Aller au contenu principal

Le Palais royal continue de mener un train de vie fastueux pendant que la pauvreté touche presque un quart des Marocains

Malgré une crise socioéconomique asphyxiante, le budget du Palais royal ne subira aucune baisse en 2020. Voilà qui en dit long sur l’immobilisme du régime
Selon le projet de loi de finances, la cour maintiendra son train de dépenses grâce à un budget d’un peu plus de 230 millions d’euros (AFP)

Au Palais royal de Rabat, le roi a présidé, mercredi 16 octobre, un conseil des ministres consacré à la présentation des orientations générales du projet de loi de finances au titre de l’année 2020.

Comme attendu, le budget du Palais royal n’a pas baissé malgré la crise économique et les inégalités sociales qui déchirent le royaume. La cour maintient en effet son train de dépenses grâce à un budget, à peine imaginable, d’environ 2,5 milliards de dirhams (un peu plus de 230 millions d’euros). 

Ce projet de loi de finances présente le budget du Palais royal qui comprend les différentes dépenses de fonctionnement de la cour et toutes ses sections : gestion des listes civiles, attributions de souveraineté, personnel, matériel et dépenses diverses.

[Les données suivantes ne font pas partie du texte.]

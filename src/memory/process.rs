//! Process memory sampling.
//!
//! # Responsibilities
//! - Report resident and unique set sizes for this or another process
//! - Estimate heap fragmentation
//!
//! # Design Decisions
//! - Reads Linux `/proc`; unreadable files report zero instead of failing a tick
//! - Parsing is split from file access so it can be tested on fixtures

use std::fs;
use std::path::PathBuf;

/// Source of memory readings for watchdog monitors.
pub trait ProcessMemory: Send + Sync {
    /// Resident set size of the current process, in bytes.
    fn rss_bytes(&self) -> u64;

    /// Unique set size of `pid` (the current process when `None`), in bytes.
    fn uss_bytes(&self, pid: Option<u32>) -> u64;

    /// Heap fragmentation ratio in `[0, 1]`.
    fn heap_fragmentation(&self) -> f64;
}

/// `ProcessMemory` backed by the `/proc` filesystem.
#[derive(Debug, Clone)]
pub struct ProcMemory {
    root: PathBuf,
}

impl Default for ProcMemory {
    fn default() -> Self {
        Self::new("/proc")
    }
}

impl ProcMemory {
    pub fn new(root: impl Into<PathBuf>) -> Self {
        Self { root: root.into() }
    }

    fn read(&self, pid: Option<u32>, file: &str) -> String {
        let dir = pid.map_or_else(|| "self".to_string(), |pid| pid.to_string());
        let path = self.root.join(dir).join(file);

        match fs::read_to_string(&path) {
            Ok(content) => content,
            Err(e) => {
                tracing::debug!(path = %path.display(), error = %e, "Failed to read process memory stats");
                String::new()
            }
        }
    }
}

impl ProcessMemory for ProcMemory {
    fn rss_bytes(&self) -> u64 {
        sum_kb_fields(&self.read(None, "status"), &["VmRSS"])
    }

    fn uss_bytes(&self, pid: Option<u32>) -> u64 {
        sum_kb_fields(
            &self.read(pid, "smaps_rollup"),
            &["Private_Clean", "Private_Dirty", "Private_Hugetlb"],
        )
    }

    fn heap_fragmentation(&self) -> f64 {
        heap_fragmentation(&self.read(None, "smaps"))
    }
}

/// Sum `Key:   123 kB` lines for the given keys, returned in bytes.
pub fn sum_kb_fields(text: &str, keys: &[&str]) -> u64 {
    text.lines()
        .filter_map(|line| {
            let (key, value) = line.split_once(':')?;
            if !keys.contains(&key.trim()) {
                return None;
            }
            value.split_whitespace().next()?.parse::<u64>().ok()
        })
        .sum::<u64>()
        * 1024
}

/// Fraction of the `[heap]` mapping that is reserved but not resident.
///
/// Returns 0 when the process has no `[heap]` mapping.
pub fn heap_fragmentation(smaps: &str) -> f64 {
    let mut in_heap = false;
    let mut size = None;
    let mut rss = None;

    for line in smaps.lines() {
        let is_header = line
            .split_whitespace()
            .next()
            .is_some_and(|first| first.contains('-') && !first.ends_with(':'));

        if is_header {
            if in_heap {
                break;
            }
            in_heap = line.trim_end().ends_with("[heap]");
            continue;
        }

        if in_heap {
            if line.starts_with("Size:") {
                size = Some(sum_kb_fields(line, &["Size"]));
            } else if line.starts_with("Rss:") {
                rss = Some(sum_kb_fields(line, &["Rss"]));
            }
        }
    }

    match (size, rss) {
        (Some(size), Some(rss)) if size > 0 => (1.0 - rss as f64 / size as f64).clamp(0.0, 1.0),
        _ => 0.0,
    }
}
//! Database load balancing: replica host health.
//!
//! # Data Flow
//! ```text
//! Caller about to route a read
//!     → host.rs (cached online flag, jitter-gated)
//!     → interval elapsed? probe the replica:
//!         - replay timestamp lag (host.rs)
//!         - otherwise WAL byte lag against primary.rs write location
//!     → pool.rs (lease a connection, always released)
//!     → postgres.rs (tokio-postgres driver)
//!
//! poller.rs drives the checks on a timer and drains hosts on shutdown.
//! ```
//!
//! # Design Decisions
//! - Health state is per host; routing policy lives elsewhere
//! - Connection-class failures demote a host, anything else propagates
//! - Each host exclusively owns its pool

pub mod host;
pub mod lsn;
pub mod poller;
pub mod pool;
pub mod postgres;
pub mod primary;

pub use host::{Host, HostSettings};
pub use lsn::Lsn;
pub use pool::{Connection, ConnectionPool, DbError, Row};
pub use primary::Primary;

De quoi faire grincer les dents de quelque 9 millions de Marocains, soit 24 % de la population, « considérés comme pauvres ou menacés de pauvreté » selon le dernier rapport de la Banque mondiale

Un budget colossal qui va à l’encontre d’un discours gouvernemental ambiant sur l’austérité et le manque de ressources financières et contredit le discours du souverain : « Où sont passées les richesses du Maroc ? » ou « Dieu sait à quel point je suis peiné de voir que des citoyens marocains, ne représenteraient-ils que 1 % de la population, continuent à vivre dans la précarité et le dénuement matériel » (dernier discours du Trône)

De quoi faire grincer les dents de quelque 9 millions de Marocains, soit 24 % de la population, « considérés comme pauvres ou menacés de pauvreté » selon le dernier rapport de la Banque mondiale. 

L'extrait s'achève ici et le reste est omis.